== Source data
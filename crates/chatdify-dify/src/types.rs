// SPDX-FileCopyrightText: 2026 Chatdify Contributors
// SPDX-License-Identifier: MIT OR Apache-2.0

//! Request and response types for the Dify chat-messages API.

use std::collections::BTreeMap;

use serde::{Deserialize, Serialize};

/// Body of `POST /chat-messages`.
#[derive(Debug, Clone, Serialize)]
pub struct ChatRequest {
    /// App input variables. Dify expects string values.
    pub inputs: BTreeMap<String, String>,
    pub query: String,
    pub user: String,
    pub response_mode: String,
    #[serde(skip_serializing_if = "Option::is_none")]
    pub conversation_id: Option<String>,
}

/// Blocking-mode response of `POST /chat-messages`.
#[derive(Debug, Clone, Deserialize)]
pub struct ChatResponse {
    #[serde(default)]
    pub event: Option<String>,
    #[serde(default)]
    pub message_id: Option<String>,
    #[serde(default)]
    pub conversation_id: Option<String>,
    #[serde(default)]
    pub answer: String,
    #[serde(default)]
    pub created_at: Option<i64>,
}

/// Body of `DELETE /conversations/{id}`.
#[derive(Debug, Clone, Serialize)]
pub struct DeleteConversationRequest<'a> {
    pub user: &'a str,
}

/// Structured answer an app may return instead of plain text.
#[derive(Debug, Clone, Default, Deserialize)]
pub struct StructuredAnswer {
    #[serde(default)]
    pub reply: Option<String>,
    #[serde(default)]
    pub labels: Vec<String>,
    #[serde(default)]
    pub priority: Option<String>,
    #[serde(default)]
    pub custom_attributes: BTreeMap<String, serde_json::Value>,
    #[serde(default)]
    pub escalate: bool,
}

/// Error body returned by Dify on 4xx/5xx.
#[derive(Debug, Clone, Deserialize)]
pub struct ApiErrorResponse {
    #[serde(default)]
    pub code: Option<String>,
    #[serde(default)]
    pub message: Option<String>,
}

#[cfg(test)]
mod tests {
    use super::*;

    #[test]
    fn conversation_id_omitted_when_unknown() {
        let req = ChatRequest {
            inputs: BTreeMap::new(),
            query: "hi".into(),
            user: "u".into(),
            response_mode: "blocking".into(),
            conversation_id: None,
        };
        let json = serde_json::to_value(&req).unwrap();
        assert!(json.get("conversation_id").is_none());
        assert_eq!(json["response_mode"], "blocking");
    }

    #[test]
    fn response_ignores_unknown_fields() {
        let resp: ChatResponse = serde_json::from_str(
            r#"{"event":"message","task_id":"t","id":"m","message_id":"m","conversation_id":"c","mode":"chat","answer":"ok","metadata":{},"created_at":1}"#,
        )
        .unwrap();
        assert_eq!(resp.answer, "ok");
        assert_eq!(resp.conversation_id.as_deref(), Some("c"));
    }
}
====
== Source data
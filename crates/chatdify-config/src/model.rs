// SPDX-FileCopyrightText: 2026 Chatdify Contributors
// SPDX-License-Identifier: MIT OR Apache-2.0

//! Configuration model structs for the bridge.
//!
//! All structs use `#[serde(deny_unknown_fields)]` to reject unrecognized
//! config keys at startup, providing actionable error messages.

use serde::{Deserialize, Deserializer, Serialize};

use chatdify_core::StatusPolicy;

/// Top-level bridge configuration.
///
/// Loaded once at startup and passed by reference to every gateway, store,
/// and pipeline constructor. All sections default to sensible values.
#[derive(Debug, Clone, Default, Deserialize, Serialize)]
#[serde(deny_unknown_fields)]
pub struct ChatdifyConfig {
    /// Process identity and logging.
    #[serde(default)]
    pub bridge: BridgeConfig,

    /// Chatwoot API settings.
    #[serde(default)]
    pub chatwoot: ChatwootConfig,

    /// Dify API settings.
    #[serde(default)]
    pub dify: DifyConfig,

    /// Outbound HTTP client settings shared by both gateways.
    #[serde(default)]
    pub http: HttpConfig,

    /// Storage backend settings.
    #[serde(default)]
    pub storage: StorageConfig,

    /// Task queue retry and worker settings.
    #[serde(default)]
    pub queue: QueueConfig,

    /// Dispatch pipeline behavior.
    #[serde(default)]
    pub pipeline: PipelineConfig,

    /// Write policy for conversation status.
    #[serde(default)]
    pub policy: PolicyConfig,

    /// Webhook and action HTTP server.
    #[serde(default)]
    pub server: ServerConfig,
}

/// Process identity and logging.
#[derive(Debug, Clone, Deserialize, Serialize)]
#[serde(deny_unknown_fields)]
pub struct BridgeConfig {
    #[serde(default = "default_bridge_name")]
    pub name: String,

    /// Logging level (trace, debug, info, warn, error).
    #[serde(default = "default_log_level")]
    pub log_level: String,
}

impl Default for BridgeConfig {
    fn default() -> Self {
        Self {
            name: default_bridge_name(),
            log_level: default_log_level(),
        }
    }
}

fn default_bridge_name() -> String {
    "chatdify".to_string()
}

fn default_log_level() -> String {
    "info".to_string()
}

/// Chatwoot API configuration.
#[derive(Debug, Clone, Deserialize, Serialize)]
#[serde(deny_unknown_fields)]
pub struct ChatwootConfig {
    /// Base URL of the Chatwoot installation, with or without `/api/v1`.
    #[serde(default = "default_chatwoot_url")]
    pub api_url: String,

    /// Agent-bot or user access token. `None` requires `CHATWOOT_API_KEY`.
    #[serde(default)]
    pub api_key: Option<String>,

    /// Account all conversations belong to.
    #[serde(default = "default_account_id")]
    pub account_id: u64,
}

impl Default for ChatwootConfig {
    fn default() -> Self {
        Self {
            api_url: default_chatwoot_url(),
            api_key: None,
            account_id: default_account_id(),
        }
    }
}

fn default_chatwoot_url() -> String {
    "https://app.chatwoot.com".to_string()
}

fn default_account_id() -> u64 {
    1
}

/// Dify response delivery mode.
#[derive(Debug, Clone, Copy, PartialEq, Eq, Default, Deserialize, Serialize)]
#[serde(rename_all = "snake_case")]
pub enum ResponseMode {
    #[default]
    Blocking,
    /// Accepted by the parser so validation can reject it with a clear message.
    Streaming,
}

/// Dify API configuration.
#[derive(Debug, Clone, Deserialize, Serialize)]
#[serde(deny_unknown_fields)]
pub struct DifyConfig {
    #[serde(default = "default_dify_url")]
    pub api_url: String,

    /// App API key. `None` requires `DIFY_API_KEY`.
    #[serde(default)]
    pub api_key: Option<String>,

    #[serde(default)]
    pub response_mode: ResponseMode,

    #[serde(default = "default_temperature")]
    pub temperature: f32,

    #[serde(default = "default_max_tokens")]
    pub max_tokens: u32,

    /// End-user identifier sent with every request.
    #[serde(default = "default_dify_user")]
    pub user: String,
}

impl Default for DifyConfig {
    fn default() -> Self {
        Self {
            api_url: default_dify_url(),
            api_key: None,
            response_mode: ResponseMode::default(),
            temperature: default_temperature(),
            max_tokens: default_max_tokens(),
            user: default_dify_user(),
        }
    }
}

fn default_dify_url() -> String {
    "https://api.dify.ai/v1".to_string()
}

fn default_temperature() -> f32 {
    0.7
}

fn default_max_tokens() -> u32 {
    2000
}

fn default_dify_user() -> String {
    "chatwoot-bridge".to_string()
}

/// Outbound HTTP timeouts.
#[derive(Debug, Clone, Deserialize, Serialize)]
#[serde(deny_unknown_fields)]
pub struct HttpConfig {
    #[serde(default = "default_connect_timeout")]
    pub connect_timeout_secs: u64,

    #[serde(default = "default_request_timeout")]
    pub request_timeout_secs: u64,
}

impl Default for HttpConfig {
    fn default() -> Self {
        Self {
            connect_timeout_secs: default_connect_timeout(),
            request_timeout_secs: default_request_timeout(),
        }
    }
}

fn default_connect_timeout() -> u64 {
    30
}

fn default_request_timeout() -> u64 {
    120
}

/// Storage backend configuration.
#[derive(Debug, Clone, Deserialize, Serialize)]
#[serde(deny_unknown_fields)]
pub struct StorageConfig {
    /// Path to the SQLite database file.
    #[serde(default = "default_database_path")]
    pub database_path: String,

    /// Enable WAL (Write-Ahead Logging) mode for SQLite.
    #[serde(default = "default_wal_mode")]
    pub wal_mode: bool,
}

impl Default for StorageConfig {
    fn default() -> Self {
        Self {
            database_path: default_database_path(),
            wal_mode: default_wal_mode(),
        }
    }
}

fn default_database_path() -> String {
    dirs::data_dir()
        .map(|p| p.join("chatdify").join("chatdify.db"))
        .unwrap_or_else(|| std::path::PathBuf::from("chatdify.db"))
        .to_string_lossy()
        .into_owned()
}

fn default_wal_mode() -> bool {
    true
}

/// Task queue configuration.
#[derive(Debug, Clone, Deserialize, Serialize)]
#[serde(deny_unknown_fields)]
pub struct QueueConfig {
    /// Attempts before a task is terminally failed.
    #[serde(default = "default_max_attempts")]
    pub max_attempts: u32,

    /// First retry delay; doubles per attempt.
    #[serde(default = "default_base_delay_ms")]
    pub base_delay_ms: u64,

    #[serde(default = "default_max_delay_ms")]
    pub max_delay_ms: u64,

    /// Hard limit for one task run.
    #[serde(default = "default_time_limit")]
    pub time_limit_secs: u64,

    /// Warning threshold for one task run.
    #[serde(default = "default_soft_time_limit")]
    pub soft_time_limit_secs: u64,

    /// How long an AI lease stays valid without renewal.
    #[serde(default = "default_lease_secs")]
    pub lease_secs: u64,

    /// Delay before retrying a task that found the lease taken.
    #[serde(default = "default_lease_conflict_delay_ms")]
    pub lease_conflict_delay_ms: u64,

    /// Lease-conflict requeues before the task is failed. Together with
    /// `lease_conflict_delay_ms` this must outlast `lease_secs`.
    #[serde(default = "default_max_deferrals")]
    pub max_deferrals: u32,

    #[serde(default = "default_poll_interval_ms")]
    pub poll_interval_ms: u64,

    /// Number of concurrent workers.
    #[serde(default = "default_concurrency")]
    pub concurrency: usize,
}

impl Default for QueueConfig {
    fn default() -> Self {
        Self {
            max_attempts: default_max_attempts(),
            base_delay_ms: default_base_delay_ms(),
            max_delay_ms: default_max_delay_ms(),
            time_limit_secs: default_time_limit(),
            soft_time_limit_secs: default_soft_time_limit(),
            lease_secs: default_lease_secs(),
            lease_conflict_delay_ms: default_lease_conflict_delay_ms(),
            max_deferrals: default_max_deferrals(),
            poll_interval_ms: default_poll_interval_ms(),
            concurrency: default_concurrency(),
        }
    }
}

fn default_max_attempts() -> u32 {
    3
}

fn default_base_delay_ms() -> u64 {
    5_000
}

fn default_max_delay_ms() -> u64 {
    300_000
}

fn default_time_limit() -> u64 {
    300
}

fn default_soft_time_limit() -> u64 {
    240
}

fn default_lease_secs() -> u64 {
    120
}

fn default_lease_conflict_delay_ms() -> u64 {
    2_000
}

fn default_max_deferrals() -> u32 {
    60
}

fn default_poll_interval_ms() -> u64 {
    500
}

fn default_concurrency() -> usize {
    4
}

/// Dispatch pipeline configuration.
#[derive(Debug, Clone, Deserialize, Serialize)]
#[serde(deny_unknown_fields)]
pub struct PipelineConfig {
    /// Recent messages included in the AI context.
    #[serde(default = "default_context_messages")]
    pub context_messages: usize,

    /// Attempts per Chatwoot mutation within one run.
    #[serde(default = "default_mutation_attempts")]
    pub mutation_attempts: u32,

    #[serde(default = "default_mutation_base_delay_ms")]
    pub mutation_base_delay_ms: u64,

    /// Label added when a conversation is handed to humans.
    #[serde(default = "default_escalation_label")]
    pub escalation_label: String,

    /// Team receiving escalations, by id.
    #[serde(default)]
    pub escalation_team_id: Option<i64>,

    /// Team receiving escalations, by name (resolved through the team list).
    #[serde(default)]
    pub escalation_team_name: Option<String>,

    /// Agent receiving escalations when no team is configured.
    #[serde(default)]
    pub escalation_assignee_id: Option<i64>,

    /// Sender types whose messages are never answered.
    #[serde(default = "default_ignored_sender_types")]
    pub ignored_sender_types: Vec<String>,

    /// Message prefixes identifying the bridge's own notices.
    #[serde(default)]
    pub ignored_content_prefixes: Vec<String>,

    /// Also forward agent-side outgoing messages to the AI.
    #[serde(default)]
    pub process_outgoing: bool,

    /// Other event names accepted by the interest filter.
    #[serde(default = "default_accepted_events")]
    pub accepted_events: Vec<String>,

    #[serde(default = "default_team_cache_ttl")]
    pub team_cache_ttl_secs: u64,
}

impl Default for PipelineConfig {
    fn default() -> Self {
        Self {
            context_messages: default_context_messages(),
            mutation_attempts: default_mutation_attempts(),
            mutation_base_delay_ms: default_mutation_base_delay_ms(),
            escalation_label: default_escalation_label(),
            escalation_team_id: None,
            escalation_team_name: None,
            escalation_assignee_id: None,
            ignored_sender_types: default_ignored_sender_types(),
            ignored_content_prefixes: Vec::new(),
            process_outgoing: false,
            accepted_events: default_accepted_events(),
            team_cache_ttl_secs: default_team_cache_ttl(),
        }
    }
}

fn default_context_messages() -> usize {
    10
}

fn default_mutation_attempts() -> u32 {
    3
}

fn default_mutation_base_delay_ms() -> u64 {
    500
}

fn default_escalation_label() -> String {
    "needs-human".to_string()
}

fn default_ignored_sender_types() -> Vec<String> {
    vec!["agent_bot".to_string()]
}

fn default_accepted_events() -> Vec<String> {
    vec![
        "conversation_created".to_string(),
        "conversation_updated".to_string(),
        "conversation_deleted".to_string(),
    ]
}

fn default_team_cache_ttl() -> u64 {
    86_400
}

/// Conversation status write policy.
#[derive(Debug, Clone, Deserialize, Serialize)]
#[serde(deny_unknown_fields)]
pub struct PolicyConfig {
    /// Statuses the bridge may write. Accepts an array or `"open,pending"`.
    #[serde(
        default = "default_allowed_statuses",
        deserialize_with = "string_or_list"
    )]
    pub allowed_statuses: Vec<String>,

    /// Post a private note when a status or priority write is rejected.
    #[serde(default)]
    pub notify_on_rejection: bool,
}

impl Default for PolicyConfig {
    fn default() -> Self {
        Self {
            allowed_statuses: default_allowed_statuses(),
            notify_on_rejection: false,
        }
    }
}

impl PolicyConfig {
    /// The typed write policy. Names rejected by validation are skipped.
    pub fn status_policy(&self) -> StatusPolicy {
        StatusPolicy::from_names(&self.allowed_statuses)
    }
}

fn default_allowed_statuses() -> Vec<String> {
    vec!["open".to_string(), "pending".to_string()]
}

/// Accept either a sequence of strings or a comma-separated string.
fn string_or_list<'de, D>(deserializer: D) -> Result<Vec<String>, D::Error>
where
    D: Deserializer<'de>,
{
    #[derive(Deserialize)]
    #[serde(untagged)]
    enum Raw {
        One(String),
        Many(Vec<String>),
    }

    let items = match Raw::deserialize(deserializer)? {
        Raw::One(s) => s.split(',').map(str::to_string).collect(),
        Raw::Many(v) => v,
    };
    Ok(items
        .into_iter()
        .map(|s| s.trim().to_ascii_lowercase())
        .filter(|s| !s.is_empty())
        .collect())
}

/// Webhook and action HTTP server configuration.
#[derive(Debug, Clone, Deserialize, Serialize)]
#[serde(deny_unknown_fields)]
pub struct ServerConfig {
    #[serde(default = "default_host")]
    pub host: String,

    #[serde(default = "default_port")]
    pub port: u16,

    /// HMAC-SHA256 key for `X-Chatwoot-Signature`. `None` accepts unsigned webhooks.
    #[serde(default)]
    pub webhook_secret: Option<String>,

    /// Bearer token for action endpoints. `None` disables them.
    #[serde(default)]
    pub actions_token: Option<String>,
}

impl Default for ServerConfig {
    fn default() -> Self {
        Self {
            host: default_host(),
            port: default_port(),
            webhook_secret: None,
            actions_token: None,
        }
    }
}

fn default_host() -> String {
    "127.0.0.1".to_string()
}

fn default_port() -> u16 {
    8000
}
====
» Task directions:
Copy out every line of the material above that mentions the word "ServerConfig".

» Final answer:
    pub server: ServerConfig,
pub struct ServerConfig {
impl Default for ServerConfig {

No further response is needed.